Goal of the exercise: Your reply should hold only the lines from the one containing "exit_code: 3, .." to the final line of the listing below, restated word for word.
::::::::::
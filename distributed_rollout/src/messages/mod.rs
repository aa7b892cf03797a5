//! Messages exchanged between the coordinator and its peer group.
//!
//! # Architecture
//!
//! ```text
//!                  +-------------------+
//!                  |    Coordinator    |
//!                  +-------------------+
//!                     |            ^
//!   PeerCommand::Rollout / Exit    |  RolloutResult
//!          (broadcast)             |  (one per peer per round)
//!                     v            |
//!        +----------+ +----------+ +----------+
//!        | actor.0  | | actor.1  | | actor.N  |
//!        +----------+ +----------+ +----------+
//! ```

mod actor_stats;
mod envelope;
mod rollout_msg;


pub use actor_stats::ActorStats;
pub use envelope::{Envelope, MsgTag, PeerId, SessionKind};
pub use rollout_msg::{ParamMap, PeerCommand, RolloutInstruction, RolloutResult};
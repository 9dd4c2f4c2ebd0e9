//! JSON persistence for saved sshx connections.
//!
//! Provides:
//! - `SessionStore` - load/save/upsert/touch/list over a single config file

pub mod store;

pub use store::{SessionStore, StoreError};
//! Persisted connection data.

use std::collections::HashMap;

use serde::{Deserialize, Serialize};

/// One saved connection.
///
/// Timestamps are Unix epoch seconds as floats, matching what earlier
/// versions of the config file contain. Unknown fields in the file are
/// ignored so newer fields can be added without breaking older binaries.
#[derive(Debug, Clone, PartialEq, Serialize, Deserialize)]
pub struct SessionRecord {
    /// Full endpoint reference, e.g. `https://sshx.io/s/<token>#<secret>`.
    pub url: String,
    /// When the record was first saved. Never changes afterwards.
    #[serde(rename = "timestamp")]
    pub created_at: f64,
    /// When the record was last selected for a connection.
    pub last_used: f64,
}

impl SessionRecord {
    /// Create a fresh record saved at `now`.
    #[must_use]
    pub fn new(url: String, now: f64) -> Self {
        Self {
            url,
            created_at: now,
            last_used: now,
        }
    }
}

/// The full config document: saved connections keyed by name.
#[derive(Debug, Clone, Default, PartialEq, Serialize, Deserialize)]
pub struct ConnectionBook {
    /// Saved connections by session name.
    #[serde(default)]
    pub connections: HashMap<String, SessionRecord>,
    /// Name of the most recently saved session. Informational only; nothing
    /// reads it back to auto-select.
    #[serde(default, skip_serializing_if = "Option::is_none")]
    pub last_connection: Option<String>,
}

impl ConnectionBook {
    /// Whether any connections are saved.
    #[must_use]
    pub fn is_empty(&self) -> bool {
        self.connections.is_empty()
    }

    /// Look up a record by session name.
    #[must_use]
    pub fn get(&self, name: &str) -> Option<&SessionRecord> {
        self.connections.get(name)
    }

    /// Insert or replace the record for `name`.
    ///
    /// A replaced record keeps its original `created_at`; `last_used` is set
    /// to `now` either way. Also marks `name` as the last connection.
    pub fn upsert(&mut self, name: &str, url: String, now: f64) {
        let created_at = self
            .connections
            .get(name)
            .map_or(now, |existing| existing.created_at);

        self.connections.insert(
            name.to_string(),
            SessionRecord {
                url,
                created_at,
                last_used: now,
            },
        );
        self.last_connection = Some(name.to_string());
    }

    /// Update `last_used` for an existing record.
    ///
    /// Returns `false` if `name` is not saved.
    pub fn touch(&mut self, name: &str, now: f64) -> bool {
        match self.connections.get_mut(name) {
            Some(record) => {
                record.last_used = now;
                true
            }
            None => false,
        }
    }

    /// All records as (name, record) pairs, sorted by name.
    ///
    /// The underlying map is unordered; sorting keeps menus and logs stable.
    #[must_use]
    pub fn sorted(&self) -> Vec<(&str, &SessionRecord)> {
        let mut entries: Vec<(&str, &SessionRecord)> = self
            .connections
            .iter()
            .map(|(name, record)| (name.as_str(), record))
            .collect();
        entries.sort_by_key(|(name, _)| *name);
        entries
    }
}
//! Setup guidance for the external tools.

use std::path::PathBuf;

use sshx_connect_launch::{GIT_BASH_PATHS, SUBSYSTEM_ENTRY, find_bash};

/// Print which connection methods are available on this machine and how to
/// install the missing ones. Probes only; nothing is downloaded.
pub fn print_setup_help() {
    println!("\nConnection method status:");

    match which::which(SUBSYSTEM_ENTRY) {
        Ok(path) => println!("  WSL: found at {}", path.display()),
        Err(_) => println!("  WSL: not found"),
    }

    let probe: Vec<PathBuf> = GIT_BASH_PATHS.iter().map(Into::into).collect();
    match find_bash(&probe) {
        Some(path) => println!("  Git Bash: found at {}", path.display()),
        None => println!("  Git Bash: not found"),
    }

    println!("  Browser: always available, nothing to install");

    println!("\nInstall options:");
    println!("  Option 1 - WSL (recommended):");
    println!("    1. Open PowerShell as administrator and run: wsl --install");
    println!("    2. Reboot, then inside WSL run: curl -sSf https://sshx.io/get | sh");
    println!("  Option 2 - Git Bash:");
    println!("    1. Install Git for Windows: https://git-scm.com/download/win");
    println!("    2. Inside Git Bash run: curl -sSf https://sshx.io/get | sh");
    println!("  Option 3 - Web browser:");
    println!("    Connect to an existing session straight from the browser.");
}
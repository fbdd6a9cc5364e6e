//! Remote execution over SSH

mod ssh;

pub use ssh::SshExecutor;
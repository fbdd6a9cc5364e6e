//! Self-check
//!
//! Confirms every host answers over ssh before anything is built or shipped.
//! Stops at the first host that does not respond; nothing is mutated.

use tracing::{debug, info};

use crate::domain::entities::{DeployConfig, HostDescriptor};
use crate::domain::ports::{EventSink, PipelineEvent, RemoteExecutor};
use crate::error::{BuilderError, BuilderResult};

/// Probe run on the build host
pub const BUILD_HOST_PROBE: &str = "ls -lah";

/// Probe run on each install target
pub const TARGET_PROBE: &str = "hostname -s";

/// Role reported for the build host
pub const BUILD_SYSTEM_ROLE: &str = "build system";

/// Role reported for each install target
pub const TARGET_ROLE: &str = "install target";

/// One host that answered
#[derive(Debug, Clone, PartialEq, Eq)]
pub struct HostCheck {
    pub role: &'static str,
    pub host: String,
    pub output: String,
}

/// Self-check use case
pub struct SelfCheckUseCase<'a, E: RemoteExecutor> {
    executor: E,
    events: &'a dyn EventSink,
}

impl<'a, E: RemoteExecutor> SelfCheckUseCase<'a, E> {
    pub fn new(executor: E, events: &'a dyn EventSink) -> Self {
        Self { executor, events }
    }

    /// Probe the build host, then each install target in order
    pub fn execute(&self, config: &DeployConfig) -> BuilderResult<Vec<HostCheck>> {
        info!(
            targets = config.install_targets.len(),
            "checking connectivity"
        );
        let mut checks = Vec::with_capacity(config.install_targets.len() + 1);
        checks.push(self.probe(BUILD_SYSTEM_ROLE, &config.build_system, BUILD_HOST_PROBE)?);
        for target in &config.install_targets {
            checks.push(self.probe(TARGET_ROLE, target, TARGET_PROBE)?);
        }
        Ok(checks)
    }

    fn probe(
        &self,
        role: &'static str,
        host: &HostDescriptor,
        command: &str,
    ) -> BuilderResult<HostCheck> {
        debug!("{} {:?}", host.ssh.ssh_cli(), command);
        let fail = |reason: String| BuilderError::SelfCheck {
            role,
            host: host.address().to_string(),
            reason,
        };

        let output = self
            .executor
            .execute(&host.ssh, command)
            .map_err(|e| fail(e.to_string()))?;
        if !output.success() {
            let stderr = output.stderr.trim();
            return Err(fail(format!("exit code {}: {}", output.exit_code, stderr)));
        }

        let check = HostCheck {
            role,
            host: host.address().to_string(),
            output: output.stdout,
        };
        self.events.on_event(PipelineEvent::HostReachable {
            role,
            host: check.host.clone(),
            output: check.output.clone(),
        });
        Ok(check)
    }
}
//! Application Layer
//!
//! Use cases that drive remote hosts through the `RemoteExecutor` port.
//!
//! ## Use Cases
//!
//! - `BuildUseCase` - run the build on the build host, record the artifact
//! - `InstallUseCase` - upload and install on each target, in order
//! - `SelfCheckUseCase` - probe every host for reachability
//! - `PublishUseCase` - run the publish command on the build host
//! - `pipeline::run` - sequence the phases selected for one invocation

pub mod build;
pub mod check;
pub mod install;
pub mod pipeline;
pub mod publish;
pub mod version;

pub use build::{resolve_build_command, BuildOutcome, BuildUseCase};
pub use check::{HostCheck, SelfCheckUseCase};
pub use install::{InstallOptions, InstallReport, InstallUseCase, TargetOutcome};
pub use pipeline::{run, RunPlan, RunSummary};
pub use publish::PublishUseCase;
pub use version::{resolve_package, resolve_version, InstalledVersion, ResolvedPackage};
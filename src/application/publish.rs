//! Publish use case: run `publishCLI` on the build host

use tracing::{debug, info};

use crate::domain::entities::DeployConfig;
use crate::domain::ports::{EventSink, ExecOutput, PipelineEvent, RemoteExecutor};
use crate::domain::services::shell;
use crate::error::{BuilderError, BuilderResult};

pub struct PublishUseCase<'a, E: RemoteExecutor> {
    executor: E,
    events: &'a dyn EventSink,
}

impl<'a, E: RemoteExecutor> PublishUseCase<'a, E> {
    pub fn new(executor: E, events: &'a dyn EventSink) -> Self {
        Self { executor, events }
    }

    pub fn execute(&self, config: &DeployConfig) -> BuilderResult<ExecOutput> {
        let publish_cli = config.publish_cli.trim();
        if publish_cli.is_empty() {
            return Err(BuilderError::Configuration(
                "missing publish cli: set publishCLI".to_string(),
            ));
        }

        let build_host = &config.build_system;
        let command = shell::in_dir(&build_host.ssh.remote_dir(), publish_cli);
        info!(host = %build_host.address(), "publishing");
        debug!("{} {:?}", build_host.ssh.ssh_cli(), command);

        let output = self.executor.execute(&build_host.ssh, &command)?;
        if !output.success() {
            return Err(BuilderError::PublishFailed {
                exit_code: output.exit_code,
                stderr: output.stderr,
            });
        }
        self.events.on_event(PipelineEvent::Published {
            output: output.stdout.clone(),
        });
        Ok(output)
    }
}

#[cfg(test)]
mod tests {
    use super::*;
    use crate::domain::ports::NoopEventSink;
    use crate::testing::{rpm_config, ScriptedExecutor};

    #[test]
    fn runs_publish_cli_in_build_dir() {
        let executor = ScriptedExecutor::new();
        let config = rpm_config(0).with_publish_cli("make publish");

        PublishUseCase::new(&executor, &NoopEventSink)
            .execute(&config)
            .unwrap();

        assert_eq!(
            executor.commands_on("build"),
            vec!["cd /root/foo/ && make publish"]
        );
    }

    #[test]
    fn empty_publish_cli_is_a_configuration_error() {
        let executor = ScriptedExecutor::new();

        let err = PublishUseCase::new(&executor, &NoopEventSink)
            .execute(&rpm_config(0))
            .unwrap_err();

        assert!(matches!(err, BuilderError::Configuration(_)));
        assert!(executor.calls().is_empty());
    }

    #[test]
    fn failing_publish_is_fatal() {
        let executor = ScriptedExecutor::new().on_execute(
            "build",
            "publish",
            ExecOutput::failed(3, "AccessDenied"),
        );
        let config = rpm_config(0).with_publish_cli("make publish");

        let err = PublishUseCase::new(&executor, &NoopEventSink)
            .execute(&config)
            .unwrap_err();

        assert!(matches!(err, BuilderError::PublishFailed { exit_code: 3, .. }));
    }
}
::::::::::
Expected answer:
        assert!(matches!(err, BuilderError::PublishFailed { exit_code: 3, .. }));
    }
}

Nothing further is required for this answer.